How does JFrog Xray detects the licenses of packages

Amith Kumar Mutakari
2019-04-25 11:55

Summary

How Xray will validate the license information against any package license and print in the Xray

Affected Versions

NA

Details

How does Xray detect the license and validate against any package licenses?

Resolution

1) Xray matches license to public components from JXray by matching the checksums of the components.

2) By scanning the metadata files which are inside the artifact (pom.xml, package.json and etc)

3) By analyzing licenses.txt and matching if we have 85% of the match, using Levenshtein distance logic also known as Edit distance.

To elaborate further with an example, Xray matches the license text with the package license file and find for a match. For example, as BSD-3-Clause-Clear contains the text mentioned here and the license text present in the package license.MD file as mentioned here has almost the same text.
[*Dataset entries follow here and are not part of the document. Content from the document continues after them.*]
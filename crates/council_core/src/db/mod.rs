//! SQLite storage bootstrap and schema migration entry points.
//!
//! # Responsibility
//! - Open and configure SQLite connections for council core.
//! - Apply schema migrations in deterministic order.
//! - Classify storage failures into transient and permanent kinds.
//!
//! # Invariants
//! - Migration version is tracked via `PRAGMA user_version`.
//! - Core code must not read/write organization data before migrations succeed.

use rusqlite::ErrorCode;
use std::error::Error;
use std::fmt::{Display, Formatter};

pub mod migrations;
mod open;

pub use open::{open_db, open_db_in_memory};

pub type DbResult<T> = Result<T, DbError>;

/// Storage bootstrap failure.
#[derive(Debug)]
pub enum DbError {
    Sqlite(rusqlite::Error),
    /// A numbered migration step failed; nothing from that run was kept.
    Migration {
        version: u32,
        source: rusqlite::Error,
    },
    /// The file was written by a newer binary.
    UnsupportedSchemaVersion {
        db_version: u32,
        latest_supported: u32,
    },
}

impl DbError {
    /// Returns whether the failure comes from lock contention and the caller
    /// may retry the whole operation.
    pub fn is_transient(&self) -> bool {
        match self {
            Self::Sqlite(err) | Self::Migration { source: err, .. } => is_lock_contention(err),
            Self::UnsupportedSchemaVersion { .. } => false,
        }
    }
}

impl Display for DbError {
    fn fmt(&self, f: &mut Formatter<'_>) -> std::fmt::Result {
        match self {
            Self::Sqlite(err) => write!(f, "sqlite: {err}"),
            Self::Migration { version, source } => {
                write!(f, "migration {version:04} failed: {source}")
            }
            Self::UnsupportedSchemaVersion {
                db_version,
                latest_supported,
            } => write!(
                f,
                "schema version {db_version} is ahead of this build (knows up to {latest_supported})"
            ),
        }
    }
}

impl Error for DbError {
    fn source(&self) -> Option<&(dyn Error + 'static)> {
        match self {
            Self::Sqlite(err) | Self::Migration { source: err, .. } => Some(err),
            Self::UnsupportedSchemaVersion { .. } => None,
        }
    }
}

impl From<rusqlite::Error> for DbError {
    fn from(value: rusqlite::Error) -> Self {
        Self::Sqlite(value)
    }
}

fn is_lock_contention(err: &rusqlite::Error) -> bool {
    matches!(
        err.sqlite_error_code(),
        Some(ErrorCode::DatabaseBusy | ErrorCode::DatabaseLocked)
    )
}
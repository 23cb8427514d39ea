//! Role assignment service.
//!
//! # Responsibility
//! - Validate role requests and hand them to the transactional repository.
//! - Expose role history reads.
//!
//! # Invariants
//! - Exactly one audit entry per successful `assign_role`; zero on failure.
//! - `remove_role` on a plain member without department writes nothing.
//! - The actor id is recorded as given; authorization happens upstream.

use crate::error::CoreResult;
use crate::model::audit::{RoleChangeLogEntry, RoleHistoryQuery};
use crate::model::hierarchy::RoleProposal;
use crate::model::member::{DepartmentId, MemberId, Role};
use crate::model::validation::{ensure_id, normalize_limit, normalize_reason};
use crate::repo::role_repo::{RoleChange, RoleChangeOutcome, RoleRepository};
use crate::service::log_outcome;
use std::time::Instant;

/// Default page size for role history.
pub const HISTORY_DEFAULT_LIMIT: u32 = 50;
/// Upper bound for role history page size.
pub const HISTORY_LIMIT_MAX: u32 = 200;

/// Request to change one member's role.
#[derive(Debug, Clone, PartialEq, Eq)]
pub struct AssignRoleRequest {
    pub subject_id: MemberId,
    pub new_role: Role,
    /// Required for `Role::DepartmentHead`; stored as given for other roles.
    pub department_id: Option<DepartmentId>,
    pub actor_id: MemberId,
    pub reason: Option<String>,
}

/// Role management facade.
pub struct RoleService<R: RoleRepository> {
    repo: R,
}

impl<R: RoleRepository> RoleService<R> {
    pub fn new(repo: R) -> Self {
        Self { repo }
    }

    /// Assigns a role after checking hierarchy invariants on a consistent
    /// snapshot.
    ///
    /// # Errors
    /// - `Validation` for nil ids or an oversized reason.
    /// - `NotFound` when the subject or department does not exist.
    /// - `InvariantViolation` when a hierarchy rule rejects the change.
    pub fn assign_role(&self, request: &AssignRoleRequest) -> CoreResult<RoleChangeLogEntry> {
        let started_at = Instant::now();
        let result = self.assign_role_inner(request);
        log_outcome(
            "role_assign",
            "role",
            &format!(
                "subject_id={} actor_id={} new_role={}",
                request.subject_id, request.actor_id, request.new_role
            ),
            started_at,
            &result,
        );
        result
    }

    fn assign_role_inner(&self, request: &AssignRoleRequest) -> CoreResult<RoleChangeLogEntry> {
        let subject_id = ensure_id(request.subject_id, "subject_id")?;
        let actor_id = ensure_id(request.actor_id, "actor_id")?;
        let department_id = request
            .department_id
            .map(|id| ensure_id(id, "department_id"))
            .transpose()?;
        let reason = normalize_reason(request.reason.as_deref())?;

        let change = RoleChange {
            proposal: RoleProposal {
                subject_id,
                new_role: request.new_role,
                department_id,
            },
            actor_id,
            reason,
        };
        Ok(self.repo.assign_role(&change)?)
    }

    /// Demotes the subject to plain member and clears its department.
    ///
    /// Returns `RoleChangeOutcome::Unchanged` without logging when there is
    /// nothing to demote.
    pub fn remove_role(
        &self,
        subject_id: MemberId,
        actor_id: MemberId,
        reason: Option<&str>,
    ) -> CoreResult<RoleChangeOutcome> {
        let started_at = Instant::now();
        let result = self.remove_role_inner(subject_id, actor_id, reason);
        let changed = matches!(result, Ok(RoleChangeOutcome::Changed(_)));
        log_outcome(
            "role_remove",
            "role",
            &format!("subject_id={subject_id} actor_id={actor_id} changed={changed}"),
            started_at,
            &result,
        );
        result
    }

    fn remove_role_inner(
        &self,
        subject_id: MemberId,
        actor_id: MemberId,
        reason: Option<&str>,
    ) -> CoreResult<RoleChangeOutcome> {
        let subject_id = ensure_id(subject_id, "subject_id")?;
        let actor_id = ensure_id(actor_id, "actor_id")?;
        let reason = normalize_reason(reason)?;
        Ok(self.repo.remove_role(subject_id, actor_id, reason)?)
    }

    /// Lists role changes newest first, optionally for one member.
    pub fn role_history(
        &self,
        member_id: Option<MemberId>,
        limit: Option<u32>,
    ) -> CoreResult<Vec<RoleChangeLogEntry>> {
        let member_id = member_id
            .map(|id| ensure_id(id, "member_id"))
            .transpose()?;
        let query = RoleHistoryQuery {
            member_id,
            limit: Some(normalize_limit(
                limit,
                HISTORY_DEFAULT_LIMIT,
                HISTORY_LIMIT_MAX,
            )),
        };
        Ok(self.repo.list_role_history(&query)?)
    }
}
//! Role assignment persistence and the append-only audit log.
//!
//! # Responsibility
//! - Apply role transitions atomically: snapshot, check, update, log.
//! - Read role history newest first.
//!
//! # Invariants
//! - The hierarchy snapshot is read under the same `BEGIN IMMEDIATE` lock
//!   that writes the change, so two writers can never both pass a check
//!   against stale state.
//! - A committed role change always has exactly one audit row, and a failed
//!   one has none: both writes share one transaction.
//! - `role_change_logs` rows are never updated or deleted (also enforced by
//!   SQL triggers).

use crate::model::audit::{RoleChangeLogEntry, RoleHistoryQuery};
use crate::model::hierarchy::RoleProposal;
use crate::model::member::{DepartmentId, MemberId, Role};
use crate::repo::directory_repo::{load_hierarchy_snapshot, load_member};
use crate::repo::{
    department_exists, ensure_connection_ready, optional_uuid_text, parse_optional_uuid,
    parse_role, parse_uuid, EntityRef, RepoError, RepoResult,
};
use rusqlite::types::Value;
use rusqlite::{params, params_from_iter, Connection, Row, Transaction, TransactionBehavior};
use uuid::Uuid;

const LOG_SELECT_SQL: &str = "SELECT
    log_uuid,
    member_uuid,
    old_role,
    new_role,
    old_department_uuid,
    new_department_uuid,
    actor_uuid,
    reason,
    created_at
FROM role_change_logs";

/// Validated role change request.
#[derive(Debug, Clone, PartialEq, Eq)]
pub struct RoleChange {
    pub proposal: RoleProposal,
    pub actor_id: MemberId,
    pub reason: Option<String>,
}

/// Result of a demotion request.
#[derive(Debug, Clone, PartialEq, Eq)]
pub enum RoleChangeOutcome {
    /// The transition was applied and logged.
    Changed(RoleChangeLogEntry),
    /// Subject already was a plain member without department; nothing written.
    Unchanged,
}

/// Audit row to append.
#[derive(Debug, Clone, PartialEq, Eq)]
pub(crate) struct NewRoleChangeLog {
    pub member_id: MemberId,
    pub old_role: Option<Role>,
    pub new_role: Role,
    pub old_department_id: Option<DepartmentId>,
    pub new_department_id: Option<DepartmentId>,
    pub actor_id: MemberId,
    pub reason: Option<String>,
}

/// Repository interface for role transitions and their history.
pub trait RoleRepository {
    /// Checks and applies one assignment, returning its audit entry.
    fn assign_role(&self, change: &RoleChange) -> RepoResult<RoleChangeLogEntry>;
    /// Demotes the subject to plain member and clears the department.
    fn remove_role(
        &self,
        subject_id: MemberId,
        actor_id: MemberId,
        reason: Option<String>,
    ) -> RepoResult<RoleChangeOutcome>;
    /// Lists history newest first.
    fn list_role_history(&self, query: &RoleHistoryQuery) -> RepoResult<Vec<RoleChangeLogEntry>>;
}

/// SQLite-backed role repository.
pub struct SqliteRoleRepository<'conn> {
    conn: &'conn Connection,
}

impl<'conn> SqliteRoleRepository<'conn> {
    /// Creates repository from migrated connection.
    pub fn try_new(conn: &'conn Connection) -> RepoResult<Self> {
        ensure_connection_ready(conn, &["members", "role_change_logs"])?;
        Ok(Self { conn })
    }
}

impl RoleRepository for SqliteRoleRepository<'_> {
    fn assign_role(&self, change: &RoleChange) -> RepoResult<RoleChangeLogEntry> {
        let tx = Transaction::new_unchecked(self.conn, TransactionBehavior::Immediate)?;
        let entry = apply_transition(&tx, change)?;
        tx.commit()?;
        Ok(entry)
    }

    fn remove_role(
        &self,
        subject_id: MemberId,
        actor_id: MemberId,
        reason: Option<String>,
    ) -> RepoResult<RoleChangeOutcome> {
        let tx = Transaction::new_unchecked(self.conn, TransactionBehavior::Immediate)?;
        let subject = load_member(&tx, subject_id)?
            .ok_or(RepoError::NotFound(EntityRef::Member(subject_id)))?;
        if subject.role == Role::Member && subject.department_id.is_none() {
            return Ok(RoleChangeOutcome::Unchanged);
        }

        let change = RoleChange {
            proposal: RoleProposal {
                subject_id,
                new_role: Role::Member,
                department_id: None,
            },
            actor_id,
            reason,
        };
        let entry = apply_transition(&tx, &change)?;
        tx.commit()?;
        Ok(RoleChangeOutcome::Changed(entry))
    }

    fn list_role_history(&self, query: &RoleHistoryQuery) -> RepoResult<Vec<RoleChangeLogEntry>> {
        let mut sql = format!("{LOG_SELECT_SQL} WHERE 1 = 1");
        let mut bind_values: Vec<Value> = Vec::new();

        if let Some(member_id) = query.member_id {
            sql.push_str(" AND member_uuid = ?");
            bind_values.push(Value::Text(member_id.to_string()));
        }
        sql.push_str(" ORDER BY seq DESC");
        if let Some(limit) = query.limit {
            sql.push_str(" LIMIT ?");
            bind_values.push(Value::Integer(i64::from(limit)));
        }

        let mut stmt = self.conn.prepare(&sql)?;
        let mut rows = stmt.query(params_from_iter(bind_values))?;
        let mut entries = Vec::new();
        while let Some(row) = rows.next()? {
            entries.push(parse_log_row(row)?);
        }
        Ok(entries)
    }
}

/// Runs check, update and audit insert on an open write transaction.
fn apply_transition(conn: &Connection, change: &RoleChange) -> RepoResult<RoleChangeLogEntry> {
    let proposal = &change.proposal;
    let subject = load_member(conn, proposal.subject_id)?
        .ok_or(RepoError::NotFound(EntityRef::Member(proposal.subject_id)))?;
    if let Some(department_id) = proposal.department_id {
        if !department_exists(conn, department_id)? {
            return Err(RepoError::NotFound(EntityRef::Department(department_id)));
        }
    }

    load_hierarchy_snapshot(conn)?.check(proposal)?;

    conn.execute(
        "UPDATE members
         SET role = ?2,
             department_uuid = ?3,
             updated_at = (strftime('%s', 'now') * 1000)
         WHERE member_uuid = ?1;",
        params![
            proposal.subject_id.to_string(),
            proposal.new_role.as_str(),
            optional_uuid_text(proposal.department_id),
        ],
    )?;

    insert_role_change_log(
        conn,
        &NewRoleChangeLog {
            member_id: proposal.subject_id,
            old_role: Some(subject.role),
            new_role: proposal.new_role,
            old_department_id: subject.department_id,
            new_department_id: proposal.department_id,
            actor_id: change.actor_id,
            reason: change.reason.clone(),
        },
    )
}

/// Appends one audit row and reads it back.
pub(crate) fn insert_role_change_log(
    conn: &Connection,
    entry: &NewRoleChangeLog,
) -> RepoResult<RoleChangeLogEntry> {
    let log_id = Uuid::new_v4();
    conn.execute(
        "INSERT INTO role_change_logs (
            log_uuid,
            member_uuid,
            old_role,
            new_role,
            old_department_uuid,
            new_department_uuid,
            actor_uuid,
            reason
        ) VALUES (?1, ?2, ?3, ?4, ?5, ?6, ?7, ?8);",
        params![
            log_id.to_string(),
            entry.member_id.to_string(),
            entry.old_role.map(Role::as_str),
            entry.new_role.as_str(),
            optional_uuid_text(entry.old_department_id),
            optional_uuid_text(entry.new_department_id),
            entry.actor_id.to_string(),
            entry.reason.as_deref(),
        ],
    )?;

    let mut stmt = conn.prepare(&format!("{LOG_SELECT_SQL} WHERE log_uuid = ?1;"))?;
    let mut rows = stmt.query([log_id.to_string()])?;
    if let Some(row) = rows.next()? {
        return parse_log_row(row);
    }
    Err(RepoError::InvalidData(format!(
        "role change log {log_id} missing after insert"
    )))
}

fn parse_log_row(row: &Row<'_>) -> RepoResult<RoleChangeLogEntry> {
    let log_uuid: String = row.get("log_uuid")?;
    let member_uuid: String = row.get("member_uuid")?;
    let actor_uuid: String = row.get("actor_uuid")?;
    let new_role: String = row.get("new_role")?;
    let old_role = row
        .get::<_, Option<String>>("old_role")?
        .map(|value| parse_role(&value, "role_change_logs.old_role"))
        .transpose()?;

    Ok(RoleChangeLogEntry {
        id: parse_uuid(&log_uuid, "role_change_logs.log_uuid")?,
        member_id: parse_uuid(&member_uuid, "role_change_logs.member_uuid")?,
        old_role,
        new_role: parse_role(&new_role, "role_change_logs.new_role")?,
        old_department_id: parse_optional_uuid(
            row.get("old_department_uuid")?,
            "role_change_logs.old_department_uuid",
        )?,
        new_department_id: parse_optional_uuid(
            row.get("new_department_uuid")?,
            "role_change_logs.new_department_uuid",
        )?,
        actor_id: parse_uuid(&actor_uuid, "role_change_logs.actor_uuid")?,
        reason: row.get("reason")?,
        created_at: row.get("created_at")?,
    })
}
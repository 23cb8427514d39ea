//! Domain model for the organization hierarchy, audit trail and scoring.
//!
//! # Responsibility
//! - Define canonical data structures used by core business logic.
//! - Hold the pure rules (input validation, hierarchy checks, ranking) that
//!   repositories and services apply around storage.
//!
//! # Invariants
//! - Every stored entity is identified by a stable, non-nil UUID.
//! - Members are never deleted by core; role and group fields change in place.

pub mod audit;
pub mod hierarchy;
pub mod leaderboard;
pub mod member;
pub mod score;
pub mod validation;
//! Runtime configuration.
//!
//! Values come from `COUNCIL_*` environment variables; front-ends may
//! override individual fields afterwards.

use crate::logging::{LogLevel, LoggingError};
use serde::{Deserialize, Serialize};
use std::path::PathBuf;

pub const ENV_DB_PATH: &str = "COUNCIL_DB_PATH";
pub const ENV_LOG_LEVEL: &str = "COUNCIL_LOG_LEVEL";
pub const ENV_LOG_DIR: &str = "COUNCIL_LOG_DIR";

/// Core settings shared by every front-end.
#[derive(Debug, Clone, Default, PartialEq, Eq, Serialize, Deserialize)]
#[serde(default)]
pub struct CoreConfig {
    /// SQLite file. `None` means unset; front-ends that open storage
    /// reject it (the CLI exits with a usage error).
    pub db_path: Option<PathBuf>,
    /// Level name; `None` picks the build default.
    pub log_level: Option<String>,
    /// Absolute log directory. `None` disables file logging.
    pub log_dir: Option<PathBuf>,
}

impl CoreConfig {
    /// Reads configuration from the process environment.
    pub fn from_env() -> Self {
        Self::from_lookup(|key| std::env::var(key).ok())
    }

    /// Builds configuration from an arbitrary key lookup.
    pub fn from_lookup(lookup: impl Fn(&str) -> Option<String>) -> Self {
        let non_blank = |key: &str| lookup(key).filter(|value| !value.trim().is_empty());
        Self {
            db_path: non_blank(ENV_DB_PATH).map(PathBuf::from),
            log_level: non_blank(ENV_LOG_LEVEL),
            log_dir: non_blank(ENV_LOG_DIR).map(PathBuf::from),
        }
    }

    /// Effective log level.
    pub fn log_level(&self) -> Result<LogLevel, LoggingError> {
        match self.log_level.as_deref() {
            Some(value) => LogLevel::parse(value),
            None => Ok(LogLevel::build_default()),
        }
    }
}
This is how Xray matches the text with the license.md with the licenses and also Jxray knows to detect known public licenses by analyzing license text.

 

Percentage match:- 

Xray runs through a logic where it matches the known licenses with the package licenses(text) if it has more than 85% match then it would be considered.

Here, for example, WebRTC license.md have more than 85% match so it was considering BSD-3-Clause-Clear license. The reason why 100% match is not considered is people tend to change the licenses by editing the author name. Also, exact words are not essentially required to match, matching the meaning is also considered.